The input columns are: wild_speed, wdir (wind direction), smois (surface moisture), fuels, ignition, safe_unsafe_ignition_pattern, 
safe_unsafe_fire_behavior, does_fire_meet_objectives, and rationale_if_unsafe. 
The output of the simulation (and post-processing steps) include the burned_area and the url to the wildfire images stored on the San Diego Super Computer.

After loading dsi, run this example within the ``dsi/examples/wildfire/`` folder as all filepaths are relative to that location:

.. code-block:: unixconfig

   python3 wildfire.py

.. literalinclude:: ../examples/wildfire/wildfire.py


.. _user_schema_example_label:

Cloverleaf (Complex Schemas)
-------------------------------

This example shows how to use DSI with ensemble data from 8 Cloverleaf_Serial runs, and how to create a complex schema compatible with DSI.

The directory with this sample input and output data can be found in ``examples/clover3d/`` where each run has its own subfolder.
Each run's input file is ``clover.in`` and the output is ``clover.out`` and the associated VTK files.

After loading dsi, run this example within the ``dsi/examples/user/`` folder as all filepaths are relative to that location:

.. code-block:: unixconfig

   python3 7.schema.py

This workflow uses a custom Cloverleaf reader to load the data, along with a complex schema that maps the input data, output data, and VTK files to the respective simulation runs.
Once executing the workflow, users can see that the state2_density value is the only input parameter changed for each run.

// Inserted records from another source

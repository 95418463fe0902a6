//! reputation-engine adapters crate
//!
//! This crate contains infrastructure adapters implementing the domain ports:
//! - `dataset`: JSON activity dataset loader
//! - `store`: SQLite and in-memory activity stores

mod dataset_fs;
mod store_memory;
mod store_sqlite;

/// Re-exports for dataset handling
pub mod dataset {
    pub use crate::dataset_fs::{CommentKind, Dataset, DatasetError, StoredComment, StoredQuestion};
}

/// Re-exports for activity stores
pub mod store {
    pub use crate::store_memory::InMemoryActivityStore;
    pub use crate::store_sqlite::{ImportSummary, SqliteActivityStore};
}
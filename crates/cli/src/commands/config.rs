//! Config command - configuration management

use anyhow::{Context as _, Result};
use std::fs;

use super::Context;
use crate::args::{ConfigArgs, ConfigCommands};
use crate::config::AppConfig;

pub async fn execute(args: ConfigArgs, ctx: &Context) -> Result<()> {
    match args.command {
        ConfigCommands::Init { path, force } => init_config(path, force).await,
        ConfigCommands::Show => show_config(ctx),
    }
}

async fn init_config(path: std::path::PathBuf, force: bool) -> Result<()> {
    if path.exists() && !force {
        anyhow::bail!(
            "Config file already exists: {}. Use --force to overwrite.",
            path.display()
        );
    }

    let content = AppConfig::example_toml();

    // Create parent directories if needed
    if let Some(parent) = path.parent() {
        if !parent.as_os_str().is_empty() && !parent.exists() {
            fs::create_dir_all(parent)
                .with_context(|| format!("Failed to create directory: {}", parent.display()))?;
        }
    }

    fs::write(&path, content)
        .with_context(|| format!("Failed to write config file: {}", path.display()))?;

    println!("Created config file: {}", path.display());
    println!();
    println!("Next steps:");
    println!("  1. Point [store] at your SQLite database or a JSON dataset");
    println!("  2. Run 'reputation-engine import <dataset.json>' to fill the SQLite store");
    println!("  3. Run 'reputation-engine doctor' to validate your setup");
    println!("  4. Run 'reputation-engine profile @username' to see a profile");

    Ok(())
}

fn show_config(ctx: &Context) -> Result<()> {
    let config = ctx.load_config()?;
    let rendered = toml::to_string_pretty(&config).context("Failed to render configuration")?;
    print!("{}", rendered);
    Ok(())
}
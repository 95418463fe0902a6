//! reputation-engine CLI entry point

use anyhow::Result;
use clap::Parser;
use tracing_subscriber::{EnvFilter, fmt, prelude::*};

mod args;
mod commands;
mod config;

use args::{Cli, Commands};

#[tokio::main]
async fn main() -> Result<()> {
    let cli = Cli::parse();

    // Initialize logging; the flag wins over [general] log_level
    let log_level = match cli.log_level.clone() {
        Some(level) => level,
        None => crate::config::AppConfig::load(cli.config.as_deref())
            .map(|c| c.general.log_level)
            .unwrap_or_else(|_| "info".to_string()),
    };
    init_logging(&log_level)?;

    let ctx = commands::Context {
        config_path: cli.config,
        dataset: cli.dataset,
    };

    // Execute command
    match cli.command {
        Commands::Profile(args) => commands::profile::execute_profile(args, &ctx).await,
        Commands::Stats(args) => commands::profile::execute_stats(args, &ctx).await,
        Commands::TopTags(args) => commands::top::execute_tags(args, &ctx).await,
        Commands::TopPosts(args) => commands::top::execute_posts(args, &ctx).await,
        Commands::Leaderboard(args) => commands::leaderboard::execute(args, &ctx).await,
        Commands::Import(args) => commands::import::execute(args, &ctx).await,
        Commands::Config(args) => commands::config::execute(args, &ctx).await,
        Commands::Doctor(args) => commands::doctor::execute(args, &ctx).await,
    }
}

fn init_logging(level: &str) -> Result<()> {
    let filter = EnvFilter::try_from_default_env().or_else(|_| EnvFilter::try_new(level))?;

    tracing_subscriber::registry()
        .with(fmt::layer().with_target(true).with_writer(std::io::stderr))
        .with(filter)
        .init();

    Ok(())
}
//! Reputation calculation

use crate::model::{AnswerRecord, QuestionRecord, VoteTally};

/// Points for each upvote on a question or answer
pub const UPVOTE_POINTS: u64 = 10;
/// Points removed for each downvote on a question or answer
pub const DOWNVOTE_PENALTY: u64 = 2;
/// Bonus for each accepted answer
pub const ACCEPTED_ANSWER_BONUS: u64 = 15;

impl VoteTally {
    /// Fold a user's questions and answers into a tally
    pub fn from_records(questions: &[QuestionRecord], answers: &[AnswerRecord]) -> Self {
        let mut tally = Self::default();
        for q in questions {
            tally.question_upvotes = tally.question_upvotes.saturating_add(q.upvote_count);
            tally.question_downvotes = tally.question_downvotes.saturating_add(q.downvote_count);
        }
        for a in answers {
            tally.answer_upvotes = tally.answer_upvotes.saturating_add(a.upvote_count);
            tally.answer_downvotes = tally.answer_downvotes.saturating_add(a.downvote_count);
            if a.is_accepted {
                tally.accepted_answers = tally.accepted_answers.saturating_add(1);
            }
        }
        tally
    }

    /// Combine two tallies
    pub fn merge(self, other: Self) -> Self {
        Self {
            question_upvotes: self.question_upvotes.saturating_add(other.question_upvotes),
            question_downvotes: self
                .question_downvotes
                .saturating_add(other.question_downvotes),
            answer_upvotes: self.answer_upvotes.saturating_add(other.answer_upvotes),
            answer_downvotes: self.answer_downvotes.saturating_add(other.answer_downvotes),
            accepted_answers: self.accepted_answers.saturating_add(other.accepted_answers),
        }
    }

    /// Reputation earned by this tally, never below zero
    pub fn reputation(&self) -> u64 {
        let earned = self
            .question_upvotes
            .saturating_add(self.answer_upvotes)
            .saturating_mul(UPVOTE_POINTS)
            .saturating_add(self.accepted_answers.saturating_mul(ACCEPTED_ANSWER_BONUS));
        let lost = self
            .question_downvotes
            .saturating_add(self.answer_downvotes)
            .saturating_mul(DOWNVOTE_PENALTY);
        earned.saturating_sub(lost)
    }
}

/// Reputation for a user's questions and answers
pub fn compute_reputation(questions: &[QuestionRecord], answers: &[AnswerRecord]) -> u64 {
    VoteTally::from_records(questions, answers).reputation()
}

#[cfg(test)]
mod tests {
    use super::*;
    use time::OffsetDateTime;

    fn question(upvotes: u64, downvotes: u64) -> QuestionRecord {
        QuestionRecord {
            id: format!("q-{}-{}", upvotes, downvotes),
            author_id: "u1".to_string(),
            title: "How do lifetimes work?".to_string(),
            upvote_count: upvotes,
            downvote_count: downvotes,
            view_count: 0,
            reply_count: 0,
            tags: vec![],
            is_solved: false,
            created_at: OffsetDateTime::UNIX_EPOCH,
        }
    }

    fn answer(upvotes: u64, downvotes: u64, accepted: bool) -> AnswerRecord {
        AnswerRecord {
            id: format!("a-{}-{}-{}", upvotes, downvotes, accepted),
            author_id: "u1".to_string(),
            question_id: "q0".to_string(),
            upvote_count: upvotes,
            downvote_count: downvotes,
            is_accepted: accepted,
            created_at: OffsetDateTime::UNIX_EPOCH,
        }
    }

    #[test]
    fn test_empty_activity_is_zero() {
        assert_eq!(compute_reputation(&[], &[]), 0);
    }

    #[test]
    fn test_weights() {
        // 5 up, 1 down on a question: 50 - 2
        assert_eq!(compute_reputation(&[question(5, 1)], &[]), 48);
        // accepted answer with 2 up: 20 + 15
        assert_eq!(compute_reputation(&[], &[answer(2, 0, true)]), 35);
        assert_eq!(
            compute_reputation(&[question(5, 1)], &[answer(2, 0, true), answer(0, 3, false)]),
            77
        );
    }

    #[test]
    fn test_never_negative() {
        assert_eq!(compute_reputation(&[question(0, 5)], &[]), 0);
        assert_eq!(compute_reputation(&[question(1, 100)], &[answer(0, 9, false)]), 0);
    }

    #[test]
    fn test_penalty_is_netted_across_records() {
        // downvotes on one record cancel upvotes on another before clamping
        assert_eq!(compute_reputation(&[question(0, 5), question(2, 0)], &[]), 10);
    }

    #[test]
    fn test_monotonic_in_upvotes_and_acceptance() {
        for downvotes in [0, 3, 50] {
            let mut previous = 0;
            for upvotes in 0..30 {
                let score = compute_reputation(&[question(upvotes, downvotes)], &[]);
                assert!(score >= previous);
                previous = score;
            }
        }

        let plain = compute_reputation(&[], &[answer(1, 4, false)]);
        let accepted = compute_reputation(&[], &[answer(1, 4, true)]);
        assert!(accepted >= plain);
    }

    #[test]
    fn test_saturates_instead_of_overflowing() {
        let huge = question(u64::MAX, 0);
        assert_eq!(compute_reputation(&[huge.clone(), huge], &[]), u64::MAX);
    }

    #[test]
    fn test_merge_matches_combined_fold() {
        let questions = [question(3, 1), question(0, 2)];
        let answers = [answer(4, 0, true)];

        let merged = VoteTally::from_records(&questions, &[])
            .merge(VoteTally::from_records(&[], &answers));
        assert_eq!(merged, VoteTally::from_records(&questions, &answers));
        assert_eq!(merged.reputation(), compute_reputation(&questions, &answers));
    }
}
//! Import command - load a JSON dataset into the SQLite store

use anyhow::{Context as _, Result};
use reputation_engine_adapters::dataset::Dataset;
use reputation_engine_adapters::store::SqliteActivityStore;

use super::Context;
use crate::args::ImportArgs;

pub async fn execute(args: ImportArgs, ctx: &Context) -> Result<()> {
    let config = ctx.load_config()?;
    let db_path = args.db_path.unwrap_or(config.store.db_path);

    let dataset = Dataset::from_path(&args.path)
        .with_context(|| format!("Failed to load dataset: {}", args.path.display()))?;

    let store = SqliteActivityStore::new(&db_path)
        .await
        .with_context(|| format!("Failed to open SQLite store: {}", db_path.display()))?;

    let summary = store
        .import(&dataset)
        .await
        .context("Failed to import dataset")?;

    println!(
        "Imported {} users, {} questions, {} comments into {}",
        summary.users,
        summary.questions,
        summary.comments,
        db_path.display()
    );

    Ok(())
}
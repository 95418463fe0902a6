//! Global rank resolution
//!
//! Ranking is competition style: a user's rank is one more than the number of
//! users with a strictly higher score, so equal scores share a rank and the
//! following rank is skipped (`[100, 50, 50, 10]` ranks as `1, 2, 2, 4`).

/// Rank `target` within `all_scores` by a full scan
pub fn compute_global_rank(target: u64, all_scores: &[u64]) -> u64 {
    all_scores.iter().filter(|&&score| score > target).count() as u64 + 1
}

/// Scores sorted in descending order, answering rank queries by binary search
#[derive(Debug, Clone, Default)]
pub struct ScoreIndex {
    descending: Vec<u64>,
}

impl ScoreIndex {
    pub fn new(mut scores: Vec<u64>) -> Self {
        scores.sort_unstable_by(|a, b| b.cmp(a));
        Self { descending: scores }
    }

    /// Rank of `target`; agrees with [`compute_global_rank`] for the same scores
    pub fn rank_of(&self, target: u64) -> u64 {
        self.descending.partition_point(|&score| score > target) as u64 + 1
    }

    pub fn len(&self) -> usize {
        self.descending.len()
    }

    pub fn is_empty(&self) -> bool {
        self.descending.is_empty()
    }
}

impl FromIterator<u64> for ScoreIndex {
    fn from_iter<I: IntoIterator<Item = u64>>(iter: I) -> Self {
        Self::new(iter.into_iter().collect())
    }
}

.. literalinclude:: ../examples/user/7.schema.py

where ``examples/test/example_schema.json`` is:

.. code-block:: json

   {
      "simulation": {
         "primary_key": "sim_id"
      }, 
      "input": {
         "foreign_key": {
               "sim_id": ["simulation", "sim_id"]
         }
      }, 
      "output": {
         "foreign_key": {
               "sim_id": ["simulation", "sim_id"]
         }
      },
      "viz_files": {
         "foreign_key": {
               "sim_id": ["simulation", "sim_id"]
         }
      }
   }
   
and the generated ER diagram is:

..  figure:: images/schema_erd.png
    :scale: 35%
    :align: center

    Entity Relationship Diagram of Cloverleaf data. 
    Displays relations between the simulation, input, output, and viz_files tables.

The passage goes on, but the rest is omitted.